Task to carry out —
Pull every line holding the string "Registration" from the records below.

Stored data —
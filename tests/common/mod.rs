#![allow(dead_code)]

use std::sync::Arc;

use actix_web::{
    body::MessageBody,
    dev::{Service, ServiceResponse},
    test,
};
use inkpost_server::{AppState, InMemoryStore, Settings};
use serde_json::{json, Value};

pub fn test_state() -> AppState {
    let config = Settings::new_for_test().expect("Failed to load test config");
    let store = InMemoryStore::new();
    AppState::with_stores(config, Arc::new(store.clone()), Arc::new(store))
        .expect("Failed to build test state")
}

pub fn bearer(token: &str) -> (&'static str, String) {
    ("Authorization", format!("Bearer {}", token))
}

/// Registers an account and logs it in, returning the issued token.
pub async fn signup<S, B>(app: &S, username: &str) -> String
where
    S: Service<actix_http::Request, Response = ServiceResponse<B>, Error = actix_web::Error>,
    B: MessageBody,
{
    let email = format!("{}@example.com", username);

    let resp = test::TestRequest::post()
        .uri("/api/auth/register")
        .set_json(json!({ "username": username, "email": email, "password": "password123" }))
        .send_request(app)
        .await;
    assert_eq!(resp.status(), 201, "register {}", username);

    let resp = test::TestRequest::post()
        .uri("/api/auth/login")
        .set_json(json!({ "email": email, "password": "password123" }))
        .send_request(app)
        .await;
    assert_eq!(resp.status(), 200, "login {}", username);

    let body: Value = test::read_body_json(resp).await;
    body["data"]["token"].as_str().expect("token in login response").to_owned()
}

/// Creates a post as the token's owner and returns its id.
pub async fn create_post<S, B>(app: &S, token: &str, title: &str, content: &str) -> String
where
    S: Service<actix_http::Request, Response = ServiceResponse<B>, Error = actix_web::Error>,
    B: MessageBody,
{
    let resp = test::TestRequest::post()
        .uri("/api/blogs")
        .insert_header(bearer(token))
        .set_json(json!({ "title": title, "content": content }))
        .send_request(app)
        .await;
    assert_eq!(resp.status(), 201, "create post");

    let body: Value = test::read_body_json(resp).await;
    body["data"]["id"].as_str().expect("post id").to_owned()
}
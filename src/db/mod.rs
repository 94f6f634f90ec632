//! Document storage for users and posts.
//!
//! Handlers talk to [`UserStore`] and [`PostStore`]; [`MongoStore`] backs a
//! deployment and [`InMemoryStore`] backs tests and database-less runs.

pub mod memory;
pub mod models;
pub mod mongo;
pub mod store;

pub use memory::InMemoryStore;
pub use models::{Comment, LikeOutcome, Post, PostChanges, User};
pub use mongo::MongoStore;
pub use store::{PostStore, UserStore};
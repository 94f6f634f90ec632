use std::sync::Arc;

use actix_web::web;
use bson::oid::ObjectId;
use chrono::{DateTime, Utc};
use tracing::error;

use crate::auth::password::CredentialStore;
use crate::auth::token::TokenService;
use crate::db::models::User;
use crate::db::store::UserStore;
use crate::error::{AppError, DatabaseError};

const INVALID_CREDENTIALS: &str = "Invalid credentials";

pub struct AuthService {
    users: Arc<dyn UserStore>,
    credentials: Arc<CredentialStore>,
    tokens: TokenService,
}

impl AuthService {
    pub fn new(users: Arc<dyn UserStore>, credentials: CredentialStore, tokens: TokenService) -> Self {
        Self {
            users,
            credentials: Arc::new(credentials),
            tokens,
        }
    }

    pub fn tokens(&self) -> &TokenService {
        &self.tokens
    }

    pub async fn register(
        &self,
        username: &str,
        email: &str,
        password: &str,
        now: DateTime<Utc>,
    ) -> Result<User, AppError> {
        // argon2 is deliberately slow; keep it off the async workers
        let credentials = self.credentials.clone();
        let password = password.to_owned();
        let password_hash = web::block(move || credentials.hash(&password))
            .await
            .map_err(AppError::internal("Registration failed"))?
            .map_err(AppError::internal("Registration failed"))?;

        let user = User::new(username.to_owned(), email.to_owned(), password_hash, now);
        match self.users.insert_user(&user).await {
            Ok(()) => Ok(user),
            Err(DatabaseError::Duplicate) => Err(AppError::Conflict("Email already exists".into())),
            Err(e) => Err(AppError::internal("Registration failed")(e)),
        }
    }

    /// Checks credentials and issues a token. An unknown email and a wrong
    /// password produce the same error after the same amount of work.
    pub async fn login(
        &self,
        email: &str,
        password: &str,
        now: DateTime<Utc>,
    ) -> Result<(User, String), AppError> {
        let user = self
            .users
            .find_user_by_email(email)
            .await
            .map_err(AppError::internal("Login failed"))?;

        let credentials = self.credentials.clone();
        let password = password.to_owned();
        let stored_hash = user.as_ref().map(|u| u.password_hash.clone());
        let verified = web::block(move || match stored_hash {
            Some(hash) => credentials.verify(&password, &hash),
            None => credentials.verify_absent(&password),
        })
        .await
        .map_err(AppError::internal("Login failed"))?;

        let user = match user {
            Some(user) if verified => user,
            _ => return Err(AppError::BadRequest(INVALID_CREDENTIALS.into())),
        };

        let token = self
            .tokens
            .issue(&user.id, now)
            .map_err(AppError::internal("Login failed"))?;

        Ok((user, token))
    }

    /// Resolves the account a token was issued for.
    pub async fn current_user(&self, token: &str, now: DateTime<Utc>) -> Result<User, AppError> {
        let unauthenticated = || AppError::Unauthorized("Unauthenticated".into());

        let subject = self.tokens.validate(token, now).map_err(|_| unauthenticated())?;
        let id = ObjectId::parse_str(&subject).map_err(|_| unauthenticated())?;

        match self.users.find_user_by_id(&id).await {
            Ok(Some(user)) => Ok(user),
            Ok(None) => Err(AppError::NotFound("User not found".into())),
            Err(e) => {
                error!("User lookup failed for {}: {}", id, e);
                Err(AppError::Internal("Failed to fetch user".into()))
            }
        }
    }
}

Response to the exercise —
            .map_err(AppError::internal("Registration failed"))?
            .map_err(AppError::internal("Registration failed"))?;
            Err(e) => Err(AppError::internal("Registration failed")(e)),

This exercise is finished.